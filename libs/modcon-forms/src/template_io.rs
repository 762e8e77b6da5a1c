//! Template file import/export
//!
//! Templates serialize to YAML documents so parameter layouts can be
//! shared between consoles. Import re-runs full validation; the caller
//! decides whether to accept a document that parses but fails it.

use crate::state::TemplateForm;
use crate::validate::{validate_form, ValidationReport};
use anyhow::{Context, Result};
use std::fs;
use std::path::Path;
use tracing::{info, warn};

/// A parsed template document plus its validation verdict
#[derive(Debug, Clone)]
pub struct TemplateImport {
    pub form: TemplateForm,
    pub report: ValidationReport,
}

/// Write a template form to a YAML file
pub fn save_template(path: &Path, form: &TemplateForm) -> Result<()> {
    let yaml = serde_yaml::to_string(form)
        .with_context(|| format!("Failed to serialize template '{}'", form.basics.name))?;
    fs::write(path, yaml)
        .with_context(|| format!("Failed to write template file {}", path.display()))?;
    info!("Saved template '{}' to {}", form.basics.name, path.display());
    Ok(())
}

/// Read a template form from a YAML file and validate it
///
/// Fails on unreadable or malformed documents; a document that parses
/// but fails validation is returned with its report so the console can
/// show the errors.
pub fn load_template(path: &Path) -> Result<TemplateImport> {
    let yaml = fs::read_to_string(path)
        .with_context(|| format!("Failed to read template file {}", path.display()))?;
    let form: TemplateForm = serde_yaml::from_str(&yaml)
        .with_context(|| format!("Malformed template document {}", path.display()))?;

    let report = validate_form(&form);
    if !report.is_valid {
        warn!(
            "Imported template '{}' has {} validation errors",
            form.basics.name,
            report.error_count()
        );
    }

    Ok(TemplateImport { form, report })
}

#[cfg(test)]
#[allow(clippy::disallowed_methods)] // Test code - unwrap is acceptable
mod tests {
    use super::*;
    use crate::state::{LayoutDraft, TemplateBasics};
    use modcon_layout::{FunctionCode, ParameterConfig, RegisterRange};

    fn template() -> TemplateForm {
        let mut layout = LayoutDraft::default();
        layout.ranges.push(RegisterRange {
            range_name: "Main".to_string(),
            start_register: 0,
            length: 4,
            function_code: FunctionCode::InputRegisters,
        });
        let mut p = ParameterConfig::new("Power", "FLOAT32", "Main");
        p.set_buffer_index(0);
        layout.parameters.push(p);

        TemplateForm {
            basics: TemplateBasics {
                name: "PV meter".to_string(),
                device_type: "meter".to_string(),
                description: None,
            },
            connection: None,
            layout,
        }
    }

    #[test]
    fn test_yaml_round_trip() {
        let dir = tempfile::tempdir().unwrap();
        let path = dir.path().join("pv_meter.yaml");

        let original = template();
        save_template(&path, &original).unwrap();
        let imported = load_template(&path).unwrap();

        assert_eq!(imported.form, original);
        assert!(imported.report.is_valid);
    }

    #[test]
    fn test_invalid_template_carries_its_report() {
        let dir = tempfile::tempdir().unwrap();
        let path = dir.path().join("bad.yaml");

        let mut broken = template();
        broken.layout.parameters[0].register_range = "Nowhere".to_string();
        save_template(&path, &broken).unwrap();

        let imported = load_template(&path).unwrap();
        assert!(!imported.report.is_valid);
        assert!(!imported.report.parameters.is_empty());
    }

    #[test]
    fn test_malformed_document_fails() {
        let dir = tempfile::tempdir().unwrap();
        let path = dir.path().join("garbage.yaml");
        fs::write(&path, ": not : a : template").unwrap();

        assert!(load_template(&path).is_err());
        assert!(load_template(&dir.path().join("missing.yaml")).is_err());
    }
}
####################
The task: Count every line in the listing above where the string "parses" occurs, and report the count and nothing more.

Reply to the task: 2